Top of Data records

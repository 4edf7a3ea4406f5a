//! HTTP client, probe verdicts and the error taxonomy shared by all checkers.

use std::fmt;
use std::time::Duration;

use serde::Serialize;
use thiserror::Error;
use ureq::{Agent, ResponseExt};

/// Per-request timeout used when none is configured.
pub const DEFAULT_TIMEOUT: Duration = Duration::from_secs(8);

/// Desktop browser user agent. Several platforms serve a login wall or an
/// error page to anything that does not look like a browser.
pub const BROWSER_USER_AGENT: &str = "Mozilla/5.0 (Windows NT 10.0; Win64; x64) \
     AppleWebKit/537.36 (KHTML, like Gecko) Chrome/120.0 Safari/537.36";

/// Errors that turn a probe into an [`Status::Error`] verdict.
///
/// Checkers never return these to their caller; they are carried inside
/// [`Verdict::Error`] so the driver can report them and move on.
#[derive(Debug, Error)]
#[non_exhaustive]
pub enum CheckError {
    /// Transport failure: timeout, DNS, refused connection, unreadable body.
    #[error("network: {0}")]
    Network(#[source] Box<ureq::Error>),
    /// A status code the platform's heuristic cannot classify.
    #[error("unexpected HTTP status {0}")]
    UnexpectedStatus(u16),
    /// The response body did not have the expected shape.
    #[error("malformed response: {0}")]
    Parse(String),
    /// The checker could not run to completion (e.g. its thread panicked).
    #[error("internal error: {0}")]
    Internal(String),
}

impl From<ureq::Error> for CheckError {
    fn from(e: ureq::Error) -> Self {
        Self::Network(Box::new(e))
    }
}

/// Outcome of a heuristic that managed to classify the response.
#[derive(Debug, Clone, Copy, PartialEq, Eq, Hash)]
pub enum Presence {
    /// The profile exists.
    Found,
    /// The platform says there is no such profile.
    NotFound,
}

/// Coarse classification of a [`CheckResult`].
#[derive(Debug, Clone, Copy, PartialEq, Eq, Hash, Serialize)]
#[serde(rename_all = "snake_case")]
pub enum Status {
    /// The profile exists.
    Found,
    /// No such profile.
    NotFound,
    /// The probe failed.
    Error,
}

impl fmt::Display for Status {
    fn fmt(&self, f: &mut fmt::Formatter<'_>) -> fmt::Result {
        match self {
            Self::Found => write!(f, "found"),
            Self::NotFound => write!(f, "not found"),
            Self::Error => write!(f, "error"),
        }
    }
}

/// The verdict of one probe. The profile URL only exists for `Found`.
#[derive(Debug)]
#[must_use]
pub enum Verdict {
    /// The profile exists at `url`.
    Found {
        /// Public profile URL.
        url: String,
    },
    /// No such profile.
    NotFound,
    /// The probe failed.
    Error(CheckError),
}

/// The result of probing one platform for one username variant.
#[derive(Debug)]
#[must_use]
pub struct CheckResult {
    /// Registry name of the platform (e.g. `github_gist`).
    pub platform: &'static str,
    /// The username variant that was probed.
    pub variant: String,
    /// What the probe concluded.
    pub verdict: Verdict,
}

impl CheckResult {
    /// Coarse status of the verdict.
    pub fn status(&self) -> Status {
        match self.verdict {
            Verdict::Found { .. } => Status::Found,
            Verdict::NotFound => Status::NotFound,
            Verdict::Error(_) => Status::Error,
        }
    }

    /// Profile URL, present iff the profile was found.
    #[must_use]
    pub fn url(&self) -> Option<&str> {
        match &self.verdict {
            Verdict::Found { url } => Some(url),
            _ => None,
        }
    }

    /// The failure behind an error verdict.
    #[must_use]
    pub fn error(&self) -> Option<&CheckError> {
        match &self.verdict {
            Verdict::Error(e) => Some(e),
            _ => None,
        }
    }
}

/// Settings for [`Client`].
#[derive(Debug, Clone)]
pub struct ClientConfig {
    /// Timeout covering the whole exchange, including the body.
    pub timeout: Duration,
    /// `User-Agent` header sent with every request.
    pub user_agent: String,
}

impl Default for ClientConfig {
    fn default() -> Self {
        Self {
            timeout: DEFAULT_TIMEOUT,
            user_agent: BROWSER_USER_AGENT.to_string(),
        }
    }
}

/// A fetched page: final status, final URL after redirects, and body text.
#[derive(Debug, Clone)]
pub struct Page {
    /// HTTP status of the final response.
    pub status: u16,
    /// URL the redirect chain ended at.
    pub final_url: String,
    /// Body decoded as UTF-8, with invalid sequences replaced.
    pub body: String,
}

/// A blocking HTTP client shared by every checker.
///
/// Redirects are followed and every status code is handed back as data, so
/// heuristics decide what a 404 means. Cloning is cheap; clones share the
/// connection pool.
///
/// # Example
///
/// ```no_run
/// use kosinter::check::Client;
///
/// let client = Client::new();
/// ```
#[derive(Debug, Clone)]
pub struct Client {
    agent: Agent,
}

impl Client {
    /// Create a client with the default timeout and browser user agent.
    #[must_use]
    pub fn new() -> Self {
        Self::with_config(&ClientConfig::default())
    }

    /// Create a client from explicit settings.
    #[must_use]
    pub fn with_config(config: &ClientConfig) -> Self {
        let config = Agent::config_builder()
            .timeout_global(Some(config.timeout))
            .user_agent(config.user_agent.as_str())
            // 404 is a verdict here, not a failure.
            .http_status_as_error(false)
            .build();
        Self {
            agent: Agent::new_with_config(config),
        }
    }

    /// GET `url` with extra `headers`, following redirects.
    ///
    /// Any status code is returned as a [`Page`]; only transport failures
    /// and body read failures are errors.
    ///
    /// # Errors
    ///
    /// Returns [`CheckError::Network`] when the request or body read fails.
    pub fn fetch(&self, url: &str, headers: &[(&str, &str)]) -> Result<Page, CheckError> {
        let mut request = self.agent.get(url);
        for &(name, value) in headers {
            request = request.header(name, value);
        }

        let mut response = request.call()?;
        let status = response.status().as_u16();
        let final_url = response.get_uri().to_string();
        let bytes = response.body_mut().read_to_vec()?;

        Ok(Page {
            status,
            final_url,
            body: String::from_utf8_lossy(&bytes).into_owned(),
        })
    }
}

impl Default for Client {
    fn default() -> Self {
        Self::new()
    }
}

Bottom of Data records

The task = Extract all of the data shown above without alteration.

Result =
repository 4edf7a3ea4406f5a
//! HTTP client, probe verdicts and the error taxonomy shared by all checkers.

use std::fmt;
use std::time::Duration;

use serde::Serialize;
use thiserror::Error;
use ureq::{Agent, ResponseExt};

/// Per-request timeout used when none is configured.
pub const DEFAULT_TIMEOUT: Duration = Duration::from_secs(8);

/// Desktop browser user agent. Several platforms serve a login wall or an
/// error page to anything that does not look like a browser.
pub const BROWSER_USER_AGENT: &str = "Mozilla/5.0 (Windows NT 10.0; Win64; x64) \
     AppleWebKit/537.36 (KHTML, like Gecko) Chrome/120.0 Safari/537.36";

/// Errors that turn a probe into an [`Status::Error`] verdict.
///
/// Checkers never return these to their caller; they are carried inside
/// [`Verdict::Error`] so the driver can report them and move on.
#[derive(Debug, Error)]
#[non_exhaustive]
pub enum CheckError {
    /// Transport failure: timeout, DNS, refused connection, unreadable body.
    #[error("network: {0}")]
    Network(#[source] Box<ureq::Error>),
    /// A status code the platform's heuristic cannot classify.
    #[error("unexpected HTTP status {0}")]
    UnexpectedStatus(u16),
    /// The response body did not have the expected shape.
    #[error("malformed response: {0}")]
    Parse(String),
    /// The checker could not run to completion (e.g. its thread panicked).
    #[error("internal error: {0}")]
    Internal(String),
}

impl From<ureq::Error> for CheckError {
    fn from(e: ureq::Error) -> Self {
        Self::Network(Box::new(e))
    }
}

/// Outcome of a heuristic that managed to classify the response.
#[derive(Debug, Clone, Copy, PartialEq, Eq, Hash)]
pub enum Presence {
    /// The profile exists.
    Found,
    /// The platform says there is no such profile.
    NotFound,
}

/// Coarse classification of a [`CheckResult`].
#[derive(Debug, Clone, Copy, PartialEq, Eq, Hash, Serialize)]
#[serde(rename_all = "snake_case")]
pub enum Status {
    /// The profile exists.
    Found,
    /// No such profile.
    NotFound,
    /// The probe failed.
    Error,
}

impl fmt::Display for Status {
    fn fmt(&self, f: &mut fmt::Formatter<'_>) -> fmt::Result {
        match self {
            Self::Found => write!(f, "found"),
            Self::NotFound => write!(f, "not found"),
            Self::Error => write!(f, "error"),
        }
    }
}

/// The verdict of one probe. The profile URL only exists for `Found`.
#[derive(Debug)]
#[must_use]
pub enum Verdict {
    /// The profile exists at `url`.
    Found {
        /// Public profile URL.
        url: String,
    },
    /// No such profile.
    NotFound,
    /// The probe failed.
    Error(CheckError),
}

/// The result of probing one platform for one username variant.
#[derive(Debug)]
#[must_use]
pub struct CheckResult {
    /// Registry name of the platform (e.g. `github_gist`).
    pub platform: &'static str,
    /// The username variant that was probed.
    pub variant: String,
    /// What the probe concluded.
    pub verdict: Verdict,
}

impl CheckResult {
    /// Coarse status of the verdict.
    pub fn status(&self) -> Status {
        match self.verdict {
            Verdict::Found { .. } => Status::Found,
            Verdict::NotFound => Status::NotFound,
            Verdict::Error(_) => Status::Error,
        }
    }

    /// Profile URL, present iff the profile was found.
    #[must_use]
    pub fn url(&self) -> Option<&str> {
        match &self.verdict {
            Verdict::Found { url } => Some(url),
            _ => None,
        }
    }

    /// The failure behind an error verdict.
    #[must_use]
    pub fn error(&self) -> Option<&CheckError> {
        match &self.verdict {
            Verdict::Error(e) => Some(e),
            _ => None,
        }
    }
}

/// Settings for [`Client`].
#[derive(Debug, Clone)]
pub struct ClientConfig {
    /// Timeout covering the whole exchange, including the body.
    pub timeout: Duration,
    /// `User-Agent` header sent with every request.
    pub user_agent: String,
}

impl Default for ClientConfig {
    fn default() -> Self {
        Self {
            timeout: DEFAULT_TIMEOUT,
            user_agent: BROWSER_USER_AGENT.to_string(),
        }
    }
}

/// A fetched page: final status, final URL after redirects, and body text.
#[derive(Debug, Clone)]
pub struct Page {
    /// HTTP status of the final response.
    pub status: u16,
    /// URL the redirect chain ended at.
    pub final_url: String,
    /// Body decoded as UTF-8, with invalid sequences replaced.
    pub body: String,
}

/// A blocking HTTP client shared by every checker.
///
/// Redirects are followed and every status code is handed back as data, so
/// heuristics decide what a 404 means. Cloning is cheap; clones share the
/// connection pool.
///
/// # Example
///
/// ```no_run
/// use kosinter::check::Client;
///
/// let client = Client::new();
/// ```
#[derive(Debug, Clone)]
pub struct Client {
    agent: Agent,
}

impl Client {
    /// Create a client with the default timeout and browser user agent.
    #[must_use]
    pub fn new() -> Self {
        Self::with_config(&ClientConfig::default())
    }

    /// Create a client from explicit settings.
    #[must_use]
    pub fn with_config(config: &ClientConfig) -> Self {
        let config = Agent::config_builder()
            .timeout_global(Some(config.timeout))
            .user_agent(config.user_agent.as_str())
            // 404 is a verdict here, not a failure.
            .http_status_as_error(false)
            .build();
        Self {
            agent: Agent::new_with_config(config),
        }
    }

    /// GET `url` with extra `headers`, following redirects.
    ///
    /// Any status code is returned as a [`Page`]; only transport failures
    /// and body read failures are errors.
    ///
    /// # Errors
    ///
    /// Returns [`CheckError::Network`] when the request or body read fails.
    pub fn fetch(&self, url: &str, headers: &[(&str, &str)]) -> Result<Page, CheckError> {
        let mut request = self.agent.get(url);
        for &(name, value) in headers {
            request = request.header(name, value);
        }

        let mut response = request.call()?;
        let status = response.status().as_u16();
        let final_url = response.get_uri().to_string();
        let bytes = response.body_mut().read_to_vec()?;

        Ok(Page {
            status,
            final_url,
            body: String::from_utf8_lossy(&bytes).into_owned(),
        })
    }
}

impl Default for Client {
    fn default() -> Self {
        Self::new()
    }
}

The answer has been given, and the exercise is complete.